(THE RECORDS)

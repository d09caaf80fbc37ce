//! Integration tests for report-publish
//!
//! These drive the compiled binary end to end. The report renderer is
//! replaced by a small shell script passed through `--allure-cmd`.

use assert_cmd::Command;
use assert_cmd::cargo::cargo_bin_cmd;
use predicates::prelude::*;
use std::fs;
use std::path::{Path, PathBuf};
use tempfile::TempDir;

/// Helper to create a report-publish Command isolated from the host CI.
fn publish_cmd(dir: &TempDir) -> Command {
    let mut cmd = cargo_bin_cmd!("report-publish");
    cmd.current_dir(dir.path())
        .env("GITHUB_REPOSITORY", "owner/repo")
        .env("GITHUB_REPOSITORY_OWNER", "owner")
        .env("GITHUB_RUN_ID", "1")
        .env("GITHUB_SERVER_URL", "https://github.com")
        .env("GITHUB_WORKFLOW", "CI")
        .env("GITHUB_OUTPUT", dir.path().join("github_output"))
        .env("GITHUB_STEP_SUMMARY", dir.path().join("step_summary"))
        .env_remove("GITHUB_RUN_NUMBER")
        .env_remove("INPUT_RETENTION-LIMIT")
        .env_remove("INPUT_OUTPUT-ROOT")
        .env_remove("INPUT_SITE-BASE-URL");
    cmd
}

/// Helper to create a temp workspace with one raw result file.
fn create_workspace() -> TempDir {
    let dir = TempDir::new().unwrap();
    let results = dir.path().join("results");
    fs::create_dir_all(&results).unwrap();
    fs::write(results.join("0001-result.json"), r#"{"status":"passed"}"#).unwrap();
    dir
}

/// Write a stand-in renderer. It records the history it was given as
/// `history/seen.json` and emits a new `history/history.json`.
#[cfg(unix)]
fn fake_renderer(dir: &TempDir) -> PathBuf {
    use std::os::unix::fs::PermissionsExt;

    let script = dir.path().join("fake-allure.sh");
    fs::write(
        &script,
        r#"#!/bin/sh
# invoked as: generate --clean <input> -o <output>
input="$3"
output="$5"
rm -rf "$output"
mkdir -p "$output/history"
echo "report" > "$output/index.html"
if [ -f "$input/history/history.json" ]; then
  cp "$input/history/history.json" "$output/history/seen.json"
fi
echo "{\"run\": \"$(basename "$output")\"}" > "$output/history/history.json"
"#,
    )
    .unwrap();
    fs::set_permissions(&script, fs::Permissions::from_mode(0o755)).unwrap();
    script
}

fn site_dir(dir: &TempDir) -> PathBuf {
    dir.path().join("site/builds/tests")
}

fn run_folders(root: &Path) -> Vec<String> {
    let mut names: Vec<String> = fs::read_dir(root)
        .unwrap()
        .filter_map(|e| e.ok())
        .filter(|e| e.path().is_dir())
        .map(|e| e.file_name().to_string_lossy().to_string())
        .filter(|n| n.chars().all(|c| c.is_ascii_digit()))
        .collect();
    names.sort_by_key(|n| n.parse::<u64>().unwrap());
    names
}

// =============================================================================
// Basic CLI Tests
// =============================================================================

mod cli_basics {
    use super::*;

    #[test]
    fn test_help() {
        cargo_bin_cmd!("report-publish")
            .arg("--help")
            .assert()
            .success()
            .stdout(predicate::str::contains("prune"));
    }

    #[test]
    fn test_version() {
        cargo_bin_cmd!("report-publish")
            .arg("--version")
            .assert()
            .success()
            .stdout(predicate::str::contains(env!("CARGO_PKG_VERSION")));
    }

    #[test]
    fn test_negative_retention_limit_fails_before_creating_site() {
        let dir = create_workspace();

        publish_cmd(&dir)
            .args(["publish", "--results-dir", "results", "--site-root", "site"])
            .args(["--run-identifier", "1", "--retention-limit=-1"])
            .assert()
            .failure()
            .stderr(predicate::str::contains("retention-limit"));

        assert!(!dir.path().join("site").exists());
    }

    #[test]
    fn test_output_root_nested_under_another_spelling_is_rejected() {
        let dir = create_workspace();
        fs::create_dir_all(dir.path().join("site/5")).unwrap();
        fs::write(dir.path().join("site/5/index.html"), "old run").unwrap();

        publish_cmd(&dir)
            .args(["publish", "--results-dir", "results", "--site-root", "a/../site"])
            .args(["--output-root", "site/staging", "--run-identifier", "6"])
            .assert()
            .failure()
            .stderr(predicate::str::contains("output-root"));

        assert!(!dir.path().join("site/staging").exists());
    }

    #[test]
    fn test_missing_results_dir_parameter() {
        let dir = create_workspace();

        publish_cmd(&dir)
            .env_remove("INPUT_RESULTS-DIR")
            .args(["publish", "--site-root", "site", "--run-identifier", "1"])
            .assert()
            .failure()
            .stderr(predicate::str::contains("results-dir"));
    }
}

// =============================================================================
// Publishing
// =============================================================================

#[cfg(unix)]
mod publishing {
    use super::*;

    fn publish(dir: &TempDir, renderer: &Path, run: &str, limit: &str) -> assert_cmd::assert::Assert {
        publish_cmd(dir)
            .args(["--results-dir", "results", "--site-root", "site"])
            .args(["--site-path-prefix", "builds/tests"])
            .args(["--run-identifier", run, "--retention-limit", limit])
            .arg("--allure-cmd")
            .arg(renderer)
            .assert()
    }

    #[test]
    fn test_first_publish_creates_run_and_landing_page() {
        let dir = create_workspace();
        let renderer = fake_renderer(&dir);

        publish(&dir, &renderer, "1", "").success();

        let site = site_dir(&dir);
        assert!(site.join("1/index.html").exists());
        assert!(site.join("last-history/history.json").exists());
        let index = fs::read_to_string(site.join("index.html")).unwrap();
        assert!(index.contains("https://owner.github.io/repo/builds/tests/1/index.html"));
        assert!(dir.path().join("results/executor.json").exists());

        let outputs = fs::read_to_string(dir.path().join("github_output")).unwrap();
        assert!(outputs.contains("report-url=https://owner.github.io/repo/builds/tests/1/index.html"));
        assert!(outputs.contains("reports-site-path=builds/tests"));
        assert!(outputs.contains("reports-root-url=https://owner.github.io/repo/builds/tests"));

        let summary = fs::read_to_string(dir.path().join("step_summary")).unwrap();
        assert!(summary.contains("Allure report generated"));
    }

    #[test]
    fn test_history_carries_over_to_next_run() {
        let dir = create_workspace();
        let renderer = fake_renderer(&dir);

        publish(&dir, &renderer, "1", "").success();
        publish(&dir, &renderer, "2", "").success();

        let seen = fs::read_to_string(site_dir(&dir).join("2/history/seen.json")).unwrap();
        assert!(seen.contains(r#""run": "1""#));
        let last = fs::read_to_string(site_dir(&dir).join("last-history/history.json")).unwrap();
        assert!(last.contains(r#""run": "2""#));
    }

    #[test]
    fn test_retention_limit_applies_across_runs() {
        let dir = create_workspace();
        let renderer = fake_renderer(&dir);

        for run in 1..=5 {
            publish(&dir, &renderer, &run.to_string(), "2").success();
        }

        assert_eq!(run_folders(&site_dir(&dir)), vec!["4", "5"]);
    }

    #[test]
    fn test_report_page_anchor_in_outputs() {
        let dir = create_workspace();
        let renderer = fake_renderer(&dir);

        publish_cmd(&dir)
            .args(["publish", "--results-dir", "results", "--site-root", "site"])
            .args(["--site-path-prefix", "builds/tests", "--run-identifier", "1"])
            .args(["--report-page", "behavior"])
            .arg("--allure-cmd")
            .arg(&renderer)
            .assert()
            .success();

        let outputs = fs::read_to_string(dir.path().join("github_output")).unwrap();
        assert!(outputs.contains(
            "report-url=https://owner.github.io/repo/builds/tests/1/index.html#behavior"
        ));
    }

    #[test]
    fn test_renderer_failure_is_fatal_and_publishes_nothing() {
        let dir = create_workspace();

        publish(&dir, Path::new("false"), "1", "")
            .failure()
            .stderr(predicate::str::contains("non-zero"));

        assert!(!site_dir(&dir).join("index.html").exists());
        assert!(!dir.path().join("github_output").exists());
    }

    #[test]
    fn test_empty_results_is_fatal() {
        let dir = create_workspace();
        let renderer = fake_renderer(&dir);
        fs::remove_file(dir.path().join("results/0001-result.json")).unwrap();

        publish(&dir, &renderer, "1", "")
            .failure()
            .stderr(predicate::str::contains("No test results found"));
    }
}

// =============================================================================
// Standalone prune
// =============================================================================

mod prune {
    use super::*;

    fn seed_site(dir: &TempDir) -> PathBuf {
        let site = dir.path().join("site");
        for run in 5..=11 {
            fs::create_dir_all(site.join(run.to_string()).join("history")).unwrap();
        }
        fs::create_dir_all(site.join("last-history")).unwrap();
        fs::write(site.join("index.html"), "<html/>").unwrap();
        fs::write(site.join("CNAME"), "reports.example.com").unwrap();
        site
    }

    #[test]
    fn test_prune_keeps_newest_five_of_seven() {
        let dir = TempDir::new().unwrap();
        let site = seed_site(&dir);

        cargo_bin_cmd!("report-publish")
            .current_dir(dir.path())
            .args(["prune", "--site"])
            .arg(&site)
            .args(["--retention-limit", "5"])
            .assert()
            .success()
            .stdout(predicate::str::contains("Removed 2 run(s)."));

        assert_eq!(run_folders(&site), vec!["7", "8", "9", "10", "11"]);
        assert!(site.join("last-history").is_dir());
        assert!(site.join("index.html").exists());
        assert!(site.join("CNAME").exists());
    }

    #[test]
    fn test_prune_dry_run_deletes_nothing() {
        let dir = TempDir::new().unwrap();
        let site = seed_site(&dir);

        cargo_bin_cmd!("report-publish")
            .current_dir(dir.path())
            .args(["prune", "--dry-run", "--site"])
            .arg(&site)
            .args(["--retention-limit", "5"])
            .assert()
            .success()
            .stdout(predicate::str::contains("2 run(s) would be removed"));

        assert_eq!(run_folders(&site).len(), 7);
    }

    #[test]
    fn test_prune_unlimited_keeps_everything() {
        let dir = TempDir::new().unwrap();
        let site = seed_site(&dir);

        cargo_bin_cmd!("report-publish")
            .current_dir(dir.path())
            .args(["prune", "--site"])
            .arg(&site)
            .args(["--retention-limit", "0"])
            .assert()
            .success();

        assert_eq!(run_folders(&site).len(), 7);
    }

    #[test]
    fn test_prune_rejects_negative_limit() {
        let dir = TempDir::new().unwrap();
        let site = seed_site(&dir);

        cargo_bin_cmd!("report-publish")
            .current_dir(dir.path())
            .args(["prune", "--site"])
            .arg(&site)
            .args(["--retention-limit=-1"])
            .assert()
            .failure()
            .stderr(predicate::str::contains("retention-limit"));
    }
}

(End THE RECORDS)

• _TASK PROMPT_: Search the data for the string "CNAME" and copy every line where it appears.

• _TASK OUTPUT_:
        fs::write(site.join("CNAME"), "reports.example.com").unwrap();
        assert!(site.join("CNAME").exists());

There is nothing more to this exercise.